Completely agree (and that TC headline is terrible). We're an email startup (not the delivery side). I had the pleasure of speaking with Ev @ Mailgun early on in our life. He gave us tremendous help figuring out how not screw up delivery.

That conversation also made me realize we didn't want to worry about all of the things that companies like mailgun do well. I'm more than happy to leave the intricacies of email delivery to the experts.


I congratulate the Mailgun team and I wish them all the best, but Rackspace's previous acquisitions bode ill for the future of Mailgun.

Rackspace acquired CloudKick in late 2010 and Anso Labs in February of 2011. Both teams must have been put on other projects, because their products have stagnated. CloudKick no longer lets people sign up. Their blog, https://www.cloudkick.com/blog/, has broken images and few updates. I couldn't find any products by Anso Labs, so I googled the founders. It looks like they no longer work at Rackspace: http://gigaom.com/cloud/openstack-developers-leave-rackspace...

Again I wish the best for Mailgun, but I really hope they know what they're getting into. If I were a customer, I would be wary right now.


I work at Rackspace and the CloudKick team (now augmented with a lot of other Rackers) has been heads down working on improving their product. The intial results can be seen here http://www.rackspace.com/cloud/public/monitoring/.

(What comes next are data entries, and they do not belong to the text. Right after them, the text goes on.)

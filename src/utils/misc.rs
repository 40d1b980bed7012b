/// Parse a data URL into its mime type and decoded payload
///
/// Only base64-encoded payloads are accepted (`data:<mime>;base64,<data>`).
pub fn parse_data_url(data_url: &str) -> Option<(String, Vec<u8>)> {
    let rest = data_url.trim().strip_prefix("data:")?;
    let (header, data) = rest.split_once(',')?;

    let mut params = header.split(';');
    let mime_type = params.next()?.trim().to_ascii_lowercase();
    if !params.any(|p| p.trim().eq_ignore_ascii_case("base64")) {
        return None;
    }

    use base64::{engine::general_purpose::STANDARD, Engine as _};
    let cleaned: String = data.chars().filter(|c| !c.is_whitespace()).collect();
    let decoded = STANDARD.decode(cleaned).ok()?;

    Some((mime_type, decoded))
}
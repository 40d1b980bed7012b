use std::collections::BTreeSet;

use sqlx::{QueryBuilder, Sqlite, SqliteConnection};
use validator::Validate;

use crate::db::Database;
use crate::error::{AppError, AppResult};
use crate::models::{
    image_url, Recipe, RecipeFilter, RecipeForm, RecipeIngredient, RecipeResponse, User,
    UserResponse,
};
use crate::services::{
    IngredientService, MediaStorage, MembershipService, RecipeList, SubscriptionService,
    TagService, UserService,
};
use crate::utils::time::current_timestamp_seconds;

const RECIPE_COLUMNS: &str = "r.id, r.author_id, r.name, r.image, r.text, r.cooking_time, r.created_at";

pub struct RecipeService<'a> {
    db: &'a Database,
}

EDIT: Removed some text about fixing the broken site. I just checked and it looks like it has been updated to point to the Cloud Monitoring solution. If there are broken links or images, feel free to post them or send them to me and I'll see what I can do.


CloudKick is perhaps one example, but Slicehost is a counterpoint. It became their Rackspace Cloud offering, which is quite good.


Did it? I thought Rackspace was using OpenStack. And there was that PR debacle migrating Slicehost accounts to Rackspace Cloud. http://news.ycombinator.com/item?id=2510300 http://news.ycombinator.com/item?id=2515650


I work at Rack. Our legacy compute provider is based on the Slicehost code. Our new Open Cloud offering is based on OpenStack nova.


Thanks for the clarification.


Just to be clear, Mailgun is still offered as a stand alone service and existing customers do not have to make any changes. Some more info is available on our blog: http://blog.mailgun.net/


Rackspace has a nice deal with SendGrid (free SendGrid for Rackspace customers)(https://sendgrid.com/products/rackspace). I wonder if this remains as well as if there were any discussions on a SendGrid acquisition? I suspect SendGrid might be aiming higher.


Congratulations to everybody at Mailgun. Rackspace has a nice setup in SOMA, you will be joining forces with the uber smart CloudKick crew.


Congrats Roman and co, but I am not surprised. Your enthusiastic support and the effort you have poured into the product is something I will learn from.


Ev and Taylor are fantastic :) Those guys live and breathe email. Congratulations to everyone at Mailgun!